## WORK ITEM
When the line with "let mut rec" appears below, start repeating lines exactly, and keep going through the line with "assert_eq!(m.revenue_per_lead, Some(66.67));"; add nothing outside that span.

## MATERIAL SUPPLIED
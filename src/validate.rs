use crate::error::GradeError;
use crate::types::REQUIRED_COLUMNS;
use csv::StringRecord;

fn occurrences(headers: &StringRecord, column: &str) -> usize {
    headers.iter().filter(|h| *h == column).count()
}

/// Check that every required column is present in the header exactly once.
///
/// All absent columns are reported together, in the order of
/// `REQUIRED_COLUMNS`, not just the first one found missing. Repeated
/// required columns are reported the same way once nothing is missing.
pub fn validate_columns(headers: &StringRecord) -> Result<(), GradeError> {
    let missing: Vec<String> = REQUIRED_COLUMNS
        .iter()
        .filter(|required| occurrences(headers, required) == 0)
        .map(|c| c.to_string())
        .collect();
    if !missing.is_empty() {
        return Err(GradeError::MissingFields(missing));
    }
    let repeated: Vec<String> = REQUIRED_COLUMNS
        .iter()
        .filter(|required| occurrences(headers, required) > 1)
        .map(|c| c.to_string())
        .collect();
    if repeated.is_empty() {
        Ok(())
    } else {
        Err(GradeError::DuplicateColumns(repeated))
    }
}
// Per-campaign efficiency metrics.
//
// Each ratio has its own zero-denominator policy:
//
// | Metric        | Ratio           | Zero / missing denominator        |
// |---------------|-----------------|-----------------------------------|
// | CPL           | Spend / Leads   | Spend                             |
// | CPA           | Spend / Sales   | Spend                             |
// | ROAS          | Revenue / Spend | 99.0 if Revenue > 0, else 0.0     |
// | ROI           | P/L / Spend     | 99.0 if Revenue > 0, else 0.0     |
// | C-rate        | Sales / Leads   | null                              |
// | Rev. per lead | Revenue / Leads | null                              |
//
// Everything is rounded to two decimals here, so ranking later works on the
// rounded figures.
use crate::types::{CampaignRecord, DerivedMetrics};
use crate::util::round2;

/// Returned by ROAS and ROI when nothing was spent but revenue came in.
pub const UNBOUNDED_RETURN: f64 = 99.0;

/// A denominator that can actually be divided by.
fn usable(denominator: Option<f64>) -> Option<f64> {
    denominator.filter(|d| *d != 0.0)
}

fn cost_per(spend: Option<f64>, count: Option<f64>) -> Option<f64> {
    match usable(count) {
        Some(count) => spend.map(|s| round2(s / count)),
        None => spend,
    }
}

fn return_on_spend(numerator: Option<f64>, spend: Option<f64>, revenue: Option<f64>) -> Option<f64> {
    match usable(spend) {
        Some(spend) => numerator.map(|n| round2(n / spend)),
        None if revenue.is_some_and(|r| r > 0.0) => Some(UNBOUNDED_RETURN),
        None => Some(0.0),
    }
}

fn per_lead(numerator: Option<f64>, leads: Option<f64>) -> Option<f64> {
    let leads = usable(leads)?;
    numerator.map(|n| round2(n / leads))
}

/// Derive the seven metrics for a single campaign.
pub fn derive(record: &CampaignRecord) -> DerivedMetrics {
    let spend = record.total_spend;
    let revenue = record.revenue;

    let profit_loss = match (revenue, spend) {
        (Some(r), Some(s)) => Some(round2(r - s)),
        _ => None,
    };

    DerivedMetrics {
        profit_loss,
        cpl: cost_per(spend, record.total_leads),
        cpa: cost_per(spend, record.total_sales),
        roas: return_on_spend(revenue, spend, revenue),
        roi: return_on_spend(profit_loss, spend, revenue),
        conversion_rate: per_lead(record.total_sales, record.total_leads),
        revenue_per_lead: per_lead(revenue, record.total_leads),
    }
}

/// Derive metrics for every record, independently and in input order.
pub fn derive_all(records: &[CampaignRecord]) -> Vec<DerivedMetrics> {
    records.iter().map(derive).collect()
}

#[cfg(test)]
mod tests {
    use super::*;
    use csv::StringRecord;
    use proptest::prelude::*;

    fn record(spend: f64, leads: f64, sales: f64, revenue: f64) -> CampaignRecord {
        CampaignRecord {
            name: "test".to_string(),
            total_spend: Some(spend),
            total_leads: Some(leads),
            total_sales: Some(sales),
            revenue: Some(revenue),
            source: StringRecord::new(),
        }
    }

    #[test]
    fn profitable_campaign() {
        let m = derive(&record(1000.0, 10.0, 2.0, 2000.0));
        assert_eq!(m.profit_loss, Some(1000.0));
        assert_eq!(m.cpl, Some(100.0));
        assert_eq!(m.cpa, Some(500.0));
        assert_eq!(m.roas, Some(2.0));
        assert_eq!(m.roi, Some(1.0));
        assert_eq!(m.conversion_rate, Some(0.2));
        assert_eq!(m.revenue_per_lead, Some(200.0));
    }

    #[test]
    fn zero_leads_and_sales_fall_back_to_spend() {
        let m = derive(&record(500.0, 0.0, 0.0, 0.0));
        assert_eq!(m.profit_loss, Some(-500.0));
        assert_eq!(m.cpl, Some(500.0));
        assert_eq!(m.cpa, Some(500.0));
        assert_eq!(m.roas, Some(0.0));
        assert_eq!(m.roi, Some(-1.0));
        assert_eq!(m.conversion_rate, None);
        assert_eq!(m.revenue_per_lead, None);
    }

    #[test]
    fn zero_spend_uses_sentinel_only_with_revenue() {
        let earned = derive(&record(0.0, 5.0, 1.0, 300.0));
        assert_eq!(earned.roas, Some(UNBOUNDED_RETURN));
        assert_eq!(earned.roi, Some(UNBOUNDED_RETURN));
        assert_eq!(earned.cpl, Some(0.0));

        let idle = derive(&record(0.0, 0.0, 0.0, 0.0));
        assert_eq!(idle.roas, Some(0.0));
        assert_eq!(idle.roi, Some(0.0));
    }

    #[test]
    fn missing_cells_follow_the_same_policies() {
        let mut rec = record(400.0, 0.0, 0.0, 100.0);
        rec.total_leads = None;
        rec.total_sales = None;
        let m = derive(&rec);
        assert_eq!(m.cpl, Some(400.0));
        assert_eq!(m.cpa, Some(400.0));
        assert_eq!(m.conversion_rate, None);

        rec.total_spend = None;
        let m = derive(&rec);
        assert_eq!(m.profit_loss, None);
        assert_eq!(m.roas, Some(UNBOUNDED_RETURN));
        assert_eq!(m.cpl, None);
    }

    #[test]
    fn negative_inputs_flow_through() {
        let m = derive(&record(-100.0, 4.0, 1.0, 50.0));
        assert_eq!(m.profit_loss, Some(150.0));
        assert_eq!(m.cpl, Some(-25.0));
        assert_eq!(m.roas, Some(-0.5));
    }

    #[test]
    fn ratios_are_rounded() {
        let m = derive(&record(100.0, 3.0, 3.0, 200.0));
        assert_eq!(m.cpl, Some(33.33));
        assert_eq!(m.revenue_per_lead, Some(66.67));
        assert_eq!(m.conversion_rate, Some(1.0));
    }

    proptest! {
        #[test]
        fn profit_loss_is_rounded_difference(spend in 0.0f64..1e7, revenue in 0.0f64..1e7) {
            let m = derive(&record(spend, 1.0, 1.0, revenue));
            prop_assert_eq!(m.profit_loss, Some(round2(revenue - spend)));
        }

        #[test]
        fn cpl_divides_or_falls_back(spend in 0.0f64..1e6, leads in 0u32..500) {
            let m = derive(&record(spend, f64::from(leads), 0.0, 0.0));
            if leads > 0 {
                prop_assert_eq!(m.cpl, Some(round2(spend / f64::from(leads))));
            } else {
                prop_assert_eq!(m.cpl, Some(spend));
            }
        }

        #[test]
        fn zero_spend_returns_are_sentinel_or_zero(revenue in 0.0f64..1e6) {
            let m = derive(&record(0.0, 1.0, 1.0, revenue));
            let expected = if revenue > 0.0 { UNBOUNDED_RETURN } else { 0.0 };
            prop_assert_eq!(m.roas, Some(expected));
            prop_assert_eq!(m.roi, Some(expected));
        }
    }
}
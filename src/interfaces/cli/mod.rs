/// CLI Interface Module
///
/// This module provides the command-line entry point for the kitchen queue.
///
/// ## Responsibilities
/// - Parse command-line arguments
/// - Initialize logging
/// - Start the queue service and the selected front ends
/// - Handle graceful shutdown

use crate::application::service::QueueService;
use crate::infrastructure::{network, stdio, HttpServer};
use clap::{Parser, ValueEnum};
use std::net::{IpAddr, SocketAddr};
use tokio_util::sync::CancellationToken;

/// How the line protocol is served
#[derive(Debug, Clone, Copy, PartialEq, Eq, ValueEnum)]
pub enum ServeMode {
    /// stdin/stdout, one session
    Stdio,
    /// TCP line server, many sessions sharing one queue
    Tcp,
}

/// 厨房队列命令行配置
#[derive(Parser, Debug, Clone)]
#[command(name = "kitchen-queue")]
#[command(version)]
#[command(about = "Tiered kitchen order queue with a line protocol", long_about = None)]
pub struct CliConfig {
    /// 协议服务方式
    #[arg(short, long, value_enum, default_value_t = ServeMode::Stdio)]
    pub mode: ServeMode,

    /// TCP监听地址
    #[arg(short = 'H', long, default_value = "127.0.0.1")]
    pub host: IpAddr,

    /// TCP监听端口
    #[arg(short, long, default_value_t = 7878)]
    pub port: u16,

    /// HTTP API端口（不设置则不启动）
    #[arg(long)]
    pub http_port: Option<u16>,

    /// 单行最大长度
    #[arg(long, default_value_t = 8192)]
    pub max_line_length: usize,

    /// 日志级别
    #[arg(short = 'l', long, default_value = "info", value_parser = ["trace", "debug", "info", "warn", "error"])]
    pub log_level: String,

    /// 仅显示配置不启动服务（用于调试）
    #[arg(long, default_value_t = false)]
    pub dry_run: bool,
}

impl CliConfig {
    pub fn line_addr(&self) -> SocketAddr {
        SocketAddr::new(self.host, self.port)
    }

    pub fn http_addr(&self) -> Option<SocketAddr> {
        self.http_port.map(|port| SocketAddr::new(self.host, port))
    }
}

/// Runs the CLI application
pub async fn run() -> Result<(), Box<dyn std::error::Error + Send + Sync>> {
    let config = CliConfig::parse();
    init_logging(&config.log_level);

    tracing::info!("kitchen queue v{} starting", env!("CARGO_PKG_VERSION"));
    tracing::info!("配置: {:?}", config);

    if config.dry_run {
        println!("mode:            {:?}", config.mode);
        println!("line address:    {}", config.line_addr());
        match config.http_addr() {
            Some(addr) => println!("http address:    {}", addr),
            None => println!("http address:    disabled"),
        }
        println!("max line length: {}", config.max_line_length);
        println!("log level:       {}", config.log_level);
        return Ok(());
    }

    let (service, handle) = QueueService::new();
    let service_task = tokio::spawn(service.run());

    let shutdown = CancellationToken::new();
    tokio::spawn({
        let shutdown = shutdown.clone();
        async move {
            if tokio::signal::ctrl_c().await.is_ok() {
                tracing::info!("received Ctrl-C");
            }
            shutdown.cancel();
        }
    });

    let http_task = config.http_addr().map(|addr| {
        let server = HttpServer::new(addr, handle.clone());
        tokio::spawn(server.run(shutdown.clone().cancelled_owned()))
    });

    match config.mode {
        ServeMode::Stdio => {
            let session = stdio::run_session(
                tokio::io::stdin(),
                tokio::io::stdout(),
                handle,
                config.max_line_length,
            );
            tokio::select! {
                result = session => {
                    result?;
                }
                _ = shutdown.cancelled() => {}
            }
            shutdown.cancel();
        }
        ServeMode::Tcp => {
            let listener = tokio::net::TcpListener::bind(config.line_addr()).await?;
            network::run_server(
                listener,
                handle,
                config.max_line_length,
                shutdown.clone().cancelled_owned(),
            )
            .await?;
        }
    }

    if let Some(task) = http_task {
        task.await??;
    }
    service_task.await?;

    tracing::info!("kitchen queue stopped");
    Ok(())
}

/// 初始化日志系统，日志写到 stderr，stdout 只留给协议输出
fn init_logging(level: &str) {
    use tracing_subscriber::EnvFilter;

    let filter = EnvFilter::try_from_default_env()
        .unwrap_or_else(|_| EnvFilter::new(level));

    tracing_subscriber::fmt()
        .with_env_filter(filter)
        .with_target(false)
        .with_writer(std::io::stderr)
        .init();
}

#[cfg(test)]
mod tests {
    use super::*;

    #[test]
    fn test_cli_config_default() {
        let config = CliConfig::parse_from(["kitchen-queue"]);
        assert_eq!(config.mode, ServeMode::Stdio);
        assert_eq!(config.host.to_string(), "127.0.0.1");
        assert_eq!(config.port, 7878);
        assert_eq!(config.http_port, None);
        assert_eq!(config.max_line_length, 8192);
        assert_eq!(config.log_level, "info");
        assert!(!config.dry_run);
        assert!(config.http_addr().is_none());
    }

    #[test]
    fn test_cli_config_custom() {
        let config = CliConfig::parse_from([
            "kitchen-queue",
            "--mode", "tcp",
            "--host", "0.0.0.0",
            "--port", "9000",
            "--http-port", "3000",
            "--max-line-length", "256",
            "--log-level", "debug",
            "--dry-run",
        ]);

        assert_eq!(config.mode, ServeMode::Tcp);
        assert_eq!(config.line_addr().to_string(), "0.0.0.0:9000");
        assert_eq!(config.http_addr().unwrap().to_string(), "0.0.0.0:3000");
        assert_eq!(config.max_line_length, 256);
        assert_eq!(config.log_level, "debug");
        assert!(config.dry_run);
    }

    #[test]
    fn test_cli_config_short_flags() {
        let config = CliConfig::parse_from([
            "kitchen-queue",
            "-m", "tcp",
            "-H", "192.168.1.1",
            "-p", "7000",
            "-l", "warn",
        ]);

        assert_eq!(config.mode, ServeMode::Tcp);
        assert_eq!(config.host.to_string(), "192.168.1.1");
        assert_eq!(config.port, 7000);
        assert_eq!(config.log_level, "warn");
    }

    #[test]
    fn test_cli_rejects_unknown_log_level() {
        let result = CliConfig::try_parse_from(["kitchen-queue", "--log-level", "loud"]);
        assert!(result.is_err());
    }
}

## ANSWER FOR THIS EXERCISE
        let mut rec = record(400.0, 0.0, 0.0, 100.0);
        rec.total_leads = None;
        rec.total_sales = None;
        let m = derive(&rec);
        assert_eq!(m.cpl, Some(400.0));
        assert_eq!(m.cpa, Some(400.0));
        assert_eq!(m.conversion_rate, None);

        rec.total_spend = None;
        let m = derive(&rec);
        assert_eq!(m.profit_loss, None);
        assert_eq!(m.roas, Some(UNBOUNDED_RETURN));
        assert_eq!(m.cpl, None);
    }

    #[test]
    fn negative_inputs_flow_through() {
        let m = derive(&record(-100.0, 4.0, 1.0, 50.0));
        assert_eq!(m.profit_loss, Some(150.0));
        assert_eq!(m.cpl, Some(-25.0));
        assert_eq!(m.roas, Some(-0.5));
    }

    #[test]
    fn ratios_are_rounded() {
        let m = derive(&record(100.0, 3.0, 3.0, 200.0));
        assert_eq!(m.cpl, Some(33.33));
        assert_eq!(m.revenue_per_lead, Some(66.67));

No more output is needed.